- _Brief_
Without changing a single character, write out every record below.
Segment Start: Data
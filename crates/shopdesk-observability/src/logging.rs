//! Subscriber setup for `tracing`.

use std::fmt;
use std::str::FromStr;

use serde::{Deserialize, Serialize};
use tracing_subscriber::layer::SubscriberExt;
use tracing_subscriber::util::{SubscriberInitExt, TryInitError};
use tracing_subscriber::EnvFilter;

/// Filter used when `RUST_LOG` is unset or unparsable.
pub const DEFAULT_FILTER: &str = "shopdesk=info";

/// Output format for logs.
#[derive(Debug, Clone, Copy, Default, PartialEq, Eq, Serialize, Deserialize)]
#[serde(rename_all = "lowercase")]
pub enum LogFormat {
    /// Human-readable format (for development).
    #[default]
    Human,
    /// One JSON object per event (for log aggregation).
    Json,
}

impl fmt::Display for LogFormat {
    fn fmt(&self, f: &mut fmt::Formatter<'_>) -> fmt::Result {
        match self {
            Self::Human => write!(f, "human"),
            Self::Json => write!(f, "json"),
        }
    }
}

impl FromStr for LogFormat {
    type Err = LoggingError;

    fn from_str(s: &str) -> Result<Self, Self::Err> {
        match s.trim().to_ascii_lowercase().as_str() {
            "human" | "text" | "pretty" => Ok(Self::Human),
            "json" => Ok(Self::Json),
            other => Err(LoggingError::UnknownFormat(other.to_string())),
        }
    }
}

/// Errors from logging setup.
#[derive(Debug, thiserror::Error)]
pub enum LoggingError {
    #[error("unknown log format: {0}")]
    UnknownFormat(String),

    #[error("invalid log filter: {0}")]
    InvalidFilter(#[from] tracing_subscriber::filter::ParseError),

    #[error("global subscriber already set: {0}")]
    AlreadyInitialized(#[from] TryInitError),
}

/// Install the global subscriber. Logs go to stderr.
///
/// `RUST_LOG` wins over `default_filter` when it is set and valid.
pub fn init_tracing(default_filter: &str, format: LogFormat) -> Result<(), LoggingError> {
    let env_filter = match EnvFilter::try_from_default_env() {
        Ok(filter) => filter,
        Err(_) => EnvFilter::try_new(default_filter)?,
    };

    let json_layer = (format == LogFormat::Json).then(|| {
        tracing_subscriber::fmt::layer()
            .json()
            .flatten_event(true)
            .with_writer(std::io::stderr)
    });
    let text_layer = (format == LogFormat::Human)
        .then(|| tracing_subscriber::fmt::layer().with_writer(std::io::stderr));

    tracing_subscriber::registry()
        .with(env_filter)
        .with(json_layer)
        .with(text_layer)
        .try_init()?;

    Ok(())
}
Segment End: Data
- _Result of the exercise_
filename crates/shopdesk-observability/src/logging.rs
//! Subscriber setup for `tracing`.

use std::fmt;
use std::str::FromStr;

use serde::{Deserialize, Serialize};
use tracing_subscriber::layer::SubscriberExt;
use tracing_subscriber::util::{SubscriberInitExt, TryInitError};
use tracing_subscriber::EnvFilter;

/// Filter used when `RUST_LOG` is unset or unparsable.
pub const DEFAULT_FILTER: &str = "shopdesk=info";

/// Output format for logs.
#[derive(Debug, Clone, Copy, Default, PartialEq, Eq, Serialize, Deserialize)]
#[serde(rename_all = "lowercase")]
pub enum LogFormat {
    /// Human-readable format (for development).
    #[default]
    Human,
    /// One JSON object per event (for log aggregation).
    Json,
}

impl fmt::Display for LogFormat {
    fn fmt(&self, f: &mut fmt::Formatter<'_>) -> fmt::Result {
        match self {
            Self::Human => write!(f, "human"),
            Self::Json => write!(f, "json"),
        }
    }
}

impl FromStr for LogFormat {
    type Err = LoggingError;

    fn from_str(s: &str) -> Result<Self, Self::Err> {
        match s.trim().to_ascii_lowercase().as_str() {
            "human" | "text" | "pretty" => Ok(Self::Human),
            "json" => Ok(Self::Json),
            other => Err(LoggingError::UnknownFormat(other.to_string())),
        }
    }
}

/// Errors from logging setup.
#[derive(Debug, thiserror::Error)]
pub enum LoggingError {
    #[error("unknown log format: {0}")]
    UnknownFormat(String),

    #[error("invalid log filter: {0}")]
    InvalidFilter(#[from] tracing_subscriber::filter::ParseError),

    #[error("global subscriber already set: {0}")]
    AlreadyInitialized(#[from] TryInitError),
}

/// Install the global subscriber. Logs go to stderr.
///
/// `RUST_LOG` wins over `default_filter` when it is set and valid.
pub fn init_tracing(default_filter: &str, format: LogFormat) -> Result<(), LoggingError> {
    let env_filter = match EnvFilter::try_from_default_env() {
        Ok(filter) => filter,
        Err(_) => EnvFilter::try_new(default_filter)?,
    };

    let json_layer = (format == LogFormat::Json).then(|| {
        tracing_subscriber::fmt::layer()
            .json()
            .flatten_event(true)
            .with_writer(std::io::stderr)
    });
    let text_layer = (format == LogFormat::Human)
        .then(|| tracing_subscriber::fmt::layer().with_writer(std::io::stderr));

    tracing_subscriber::registry()
        .with(env_filter)
        .with(json_layer)
        .with(text_layer)
        .try_init()?;

    Ok(())
}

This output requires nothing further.